Now, the question arises that the way AI networks and solutions compare information and decide on parameters on which the comparisons would be run is 100% correct.
Well, AI-based solutions in current times are as good as how their creators or developers want them to work. Another vital factor that contributes to the trustworthiness of AI networks is the data that is being used by these systems to aid decision-making. As long as the data is credible, useful, correct and doesn’t change the information when viewed from different perspectives, AI-based systems can be trusted. There are many tech companies across the globe that offer the development of AI-based solutions and one can easily hire artificial intelligence developers, but the effectiveness of any such system is not just concluded by its technical architecture. The quality of data that is being fed into the system matters a lot.
How AI Systems Are Being Tested?
There are experts who are testing AI-based systems in various scenarios and conditions to find out how much computing a system needs to do before arriving at a decision.
The experts are deploying several ways for uncertainty estimation in neural networks. But these methods seem to be relatively slower and computationally expensive as they involve comprehensive testing. However, technology experts indicate that “Deep Evidential Regression” can be used to accelerate the process and derive useful outcomes.

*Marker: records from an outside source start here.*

//! Foreground extraction seam.
//!
//! No segmentation model ships with this crate. The adapters here apply a result produced
//! elsewhere: an already cut-out image, or a mask.

use crate::assets::RasterImage;
use crate::foundation::error::{TextBehindError, TextBehindResult};

/// Produces the foreground of an image with the background made transparent.
///
/// The result must have the same dimensions as the input.
#[allow(async_fn_in_trait)]
pub trait BackgroundRemover {
    /// Return a copy of `image` whose background pixels are transparent.
    async fn remove_background(&self, image: &RasterImage) -> TextBehindResult<RasterImage>;
}

impl<R: BackgroundRemover + ?Sized> BackgroundRemover for &R {
    async fn remove_background(&self, image: &RasterImage) -> TextBehindResult<RasterImage> {
        (**self).remove_background(image).await
    }
}

/// Remover that returns a cut-out computed ahead of time.
#[derive(Clone, Debug)]
pub struct PrecomputedForeground {
    foreground: RasterImage,
}

impl PrecomputedForeground {
    /// Use `foreground` as the extraction result.
    pub fn new(foreground: RasterImage) -> Self {
        Self { foreground }
    }
}

impl BackgroundRemover for PrecomputedForeground {
    async fn remove_background(&self, image: &RasterImage) -> TextBehindResult<RasterImage> {
        ensure_same_size("foreground", &self.foreground, image)?;
        Ok(self.foreground.clone())
    }
}

/// Remover that keeps the parts of the source selected by a mask.
///
/// Per pixel the source is scaled by `mask alpha * mask luma`: opaque white keeps the pixel,
/// black or transparent removes it.
#[derive(Clone, Debug)]
pub struct MaskRemover {
    mask: RasterImage,
}

impl MaskRemover {
    /// Apply `mask` to every image passed to [`BackgroundRemover::remove_background`].
    pub fn new(mask: RasterImage) -> Self {
        Self { mask }
    }
}

impl BackgroundRemover for MaskRemover {
    async fn remove_background(&self, image: &RasterImage) -> TextBehindResult<RasterImage> {
        ensure_same_size("mask", &self.mask, image)?;
        let out = apply_mask(&image.rgba8_premul, &self.mask.rgba8_premul);
        tracing::debug!(width = image.width, height = image.height, "applied mask");
        RasterImage::from_premul(image.width, image.height, out)
    }
}

fn ensure_same_size(what: &str, got: &RasterImage, want: &RasterImage) -> TextBehindResult<()> {
    if got.same_size(want) {
        return Ok(());
    }
    Err(TextBehindError::extraction(format!(
        "{what} is {}x{} but the image is {}x{}",
        got.width, got.height, want.width, want.height
    )))
}

/// Scale premultiplied `src` pixels by the coverage encoded in premultiplied `mask` pixels.
///
/// With premultiplied mask bytes, Rec. 601 luma of the stored channels already equals
/// `straight luma * alpha`.
pub(crate) fn apply_mask(src: &[u8], mask: &[u8]) -> Vec<u8> {
    let mut out = Vec::with_capacity(src.len());
    for (s, m) in src.chunks_exact(4).zip(mask.chunks_exact(4)) {
        let luma = (299 * u32::from(m[0]) + 587 * u32::from(m[1]) + 114 * u32::from(m[2]))
            .min(255_000);
        for &c in s {
            out.push(((u32::from(c) * luma + 127_500) / 255_000) as u8);
        }
    }
    out
}

#[cfg(test)]
#[path = "../tests/unit/extract.rs"]
mod tests;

One of the most vital conclusions that have been derived from all the testing is that we need to make neural networks not only capable of delivering efficient decision-making but also, they need to be equipped with the capability to understand when these cannot be trusted. This can be applied broadly and can be used to assess the AI-based solutions that totally rely on the learned models.
By carefully and accurately assessing the uncertainty in the AI-based learned models, we can evaluate how much error can be expected from the system and what data/tools can be deployed in order to reduce the uncertainty. The gist of the entire uncertainty-related experimentation and assessment is to ensure that AI-based solutions not only deliver optimum performance under various scenarios but also can identify when they cannot be trusted, and thus, one stops depending on them in those situations/scenarios.
There are companies hailing from diverse niches who are looking forward to hiring AI developer and these companies should take this into consideration to clearly understand what and what not their AI systems are capable of.